* _Material supplied_:
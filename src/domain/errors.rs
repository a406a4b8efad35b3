//! Error taxonomy for platform API requests.

use reqwest::StatusCode;
use thiserror::Error;

/// Errors that can occur while executing a platform API request.
///
/// These never cross the dispatcher boundary: every variant ends up as the
/// `message` of an error envelope. The taxonomy exists so the retry loop can
/// distinguish failures worth retrying from credential rejections.
#[derive(Error, Debug)]
pub enum ApiError {
    /// Invalid or missing credentials (HTTP 401)
    #[error("Authentication failed - credentials rejected")]
    Unauthorized,

    /// Permission denied (HTTP 403)
    #[error("Forbidden: {0}")]
    Forbidden(String),

    /// Any other non-success HTTP status
    #[error("HTTP {0}: {1}")]
    Status(StatusCode, String),

    /// Attempt exceeded its timeout budget
    #[error("Request timed out")]
    Timeout,

    /// Connection, DNS, or transport failure
    #[error("Network error: {0}")]
    Network(String),

    /// Response body did not match the expected shape
    #[error("Malformed response body: {0}")]
    Decode(String),
}

impl ApiError {
    /// Classify a non-success HTTP status into an error variant.
    pub fn from_status(status: StatusCode, body: String) -> Self {
        match status {
            StatusCode::UNAUTHORIZED => Self::Unauthorized,
            StatusCode::FORBIDDEN => Self::Forbidden(body),
            _ => Self::Status(status, body),
        }
    }

    /// Returns true if this error is transient and the dispatcher may retry.
    ///
    /// Non-auth status failures are retried by default, a deliberate
    /// availability-over-strictness choice for this API.
    pub fn is_transient(&self) -> bool {
        matches!(
            self,
            Self::Status(_, _) | Self::Timeout | Self::Network(_) | Self::Decode(_)
        )
    }

    /// Returns true if retrying cannot succeed and the attempt loop must stop.
    pub fn is_permanent(&self) -> bool {
        matches!(self, Self::Unauthorized | Self::Forbidden(_))
    }
}

impl From<reqwest::Error> for ApiError {
    fn from(err: reqwest::Error) -> Self {
        if err.is_timeout() {
            Self::Timeout
        } else if err.is_decode() {
            Self::Decode(err.to_string())
        } else {
            Self::Network(err.to_string())
        }
    }
}

impl From<serde_json::Error> for ApiError {
    fn from(err: serde_json::Error) -> Self {
        Self::Decode(err.to_string())
    }
}

/// Result alias for transport and dispatch internals.
pub type ApiResult<T> = Result<T, ApiError>;
//! reqwest-backed implementation of the [`Transport`] port.

use async_trait::async_trait;
use reqwest::Client;

use crate::domain::errors::{ApiError, ApiResult};
use crate::domain::ports::{Transport, TransportRequest, TransportResponse};

/// HTTP transport backed by a pooled reqwest client.
///
/// The underlying client sets no timeout of its own: per-attempt deadlines
/// are enforced by the dispatcher, which drops the in-flight future when an
/// attempt's budget elapses.
#[derive(Debug, Clone)]
pub struct HttpTransport {
    http: Client,
}

impl HttpTransport {
    /// Build a transport with connection pooling and Nagle disabled.
    pub fn new() -> ApiResult<Self> {
        let http = Client::builder()
            .pool_max_idle_per_host(10)
            .tcp_nodelay(true)
            .build()
            .map_err(|e| ApiError::Network(e.to_string()))?;

        Ok(Self { http })
    }
}

#[async_trait]
impl Transport for HttpTransport {
    async fn execute(&self, request: TransportRequest) -> ApiResult<TransportResponse> {
        let mut builder = self.http.request(request.method.clone(), &request.url);

        for (name, value) in &request.headers {
            builder = builder.header(name, value);
        }

        if let Some(body) = &request.body {
            builder = builder.json(body);
        }

        let response = builder.send().await?;
        let status = response.status();
        let body = response.text().await?;

        Ok(TransportResponse { status, body })
    }
}

#[cfg(test)]
mod tests {
    use super::*;

    #[test]
    fn test_transport_builds() {
        assert!(HttpTransport::new().is_ok());
    }
}
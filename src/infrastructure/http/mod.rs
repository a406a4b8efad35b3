//! HTTP dispatch core: transport, retry policy, response cache, dispatcher.

pub mod cache;
pub mod dispatcher;
pub mod retry;
pub mod transport;

pub use cache::{ResponseCache, DEFAULT_CACHE_TTL};
pub use dispatcher::{Dispatcher, RequestOptions, DEFAULT_TIMEOUT};
pub use retry::RetryPolicy;
pub use transport::HttpTransport;
//! Port traits decoupling the dispatch core from concrete transports.

use async_trait::async_trait;
use reqwest::{Method, StatusCode};
use serde_json::Value;

use crate::domain::errors::ApiResult;

/// A fully prepared outgoing request: resolved locator, headers, JSON body.
#[derive(Debug, Clone)]
pub struct TransportRequest {
    /// HTTP method.
    pub method: Method,
    /// Absolute resource locator.
    pub url: String,
    /// Headers in insertion order; later entries may repeat names.
    pub headers: Vec<(String, String)>,
    /// JSON body, if the method carries one.
    pub body: Option<Value>,
}

/// Raw response from the transport: status plus the undecoded body text.
#[derive(Debug, Clone)]
pub struct TransportResponse {
    /// HTTP status code, success or not.
    pub status: StatusCode,
    /// Body text as received; decoding happens in the dispatcher.
    pub body: String,
}

/// Port for executing a single HTTP exchange.
///
/// The dispatcher depends on this trait, not on a concrete HTTP stack, so
/// tests can inject counting or scripted doubles and the retry/caching logic
/// stays transport-agnostic.
///
/// Implementations must be `Send + Sync`; methods take `&self` so one
/// transport serves concurrent dispatches.
#[async_trait]
pub trait Transport: Send + Sync {
    /// Execute one exchange.
    ///
    /// Returns `Ok` for ANY status code the server produced; `Err` is
    /// reserved for failures below HTTP (connect, DNS, I/O). Status
    /// classification is the dispatcher's job.
    async fn execute(&self, request: TransportRequest) -> ApiResult<TransportResponse>;
}
//! Project board endpoints.

use std::sync::Arc;

use serde_json::{json, Value};

use crate::domain::envelope::Envelope;
use crate::domain::models::projects::{NewProject, ProjectList, ProjectUpdate, TaskList};
use crate::infrastructure::http::{Dispatcher, RequestOptions};

/// Client surface for the project board.
#[derive(Clone)]
pub struct ProjectsApi {
    dispatcher: Arc<Dispatcher>,
}

impl ProjectsApi {
    pub(crate) fn new(dispatcher: Arc<Dispatcher>) -> Self {
        Self { dispatcher }
    }

    /// List the caller's projects (cached).
    pub async fn projects(&self) -> Envelope<ProjectList> {
        self.dispatcher
            .dispatch("/projects", RequestOptions::get().cached())
            .await
    }

    /// Create a project.
    pub async fn create_project(&self, project: &NewProject) -> Envelope<Value> {
        self.dispatcher
            .dispatch("/projects", RequestOptions::post(json!(project)))
            .await
    }

    /// Apply a partial update to a project. Only the fields set on
    /// `update` are sent.
    pub async fn update_project(&self, project_id: &str, update: &ProjectUpdate) -> Envelope<Value> {
        let path = format!("/projects/{project_id}");

        self.dispatcher
            .dispatch(&path, RequestOptions::patch(json!(update)))
            .await
    }

    /// List a project's tasks in board order (cached).
    pub async fn project_tasks(&self, project_id: &str) -> Envelope<TaskList> {
        let path = format!("/projects/{project_id}/tasks");

        self.dispatcher
            .dispatch(&path, RequestOptions::get().cached())
            .await
    }
}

* _Task to carry out_: Search the records for the word "Returns" and return every line that holds it.

* _Solution to this task_:
    /// Returns true if this error is transient and the dispatcher may retry.
    /// Returns true if retrying cannot succeed and the attempt loop must stop.
    /// Returns `Ok` for ANY status code the server produced; `Err` is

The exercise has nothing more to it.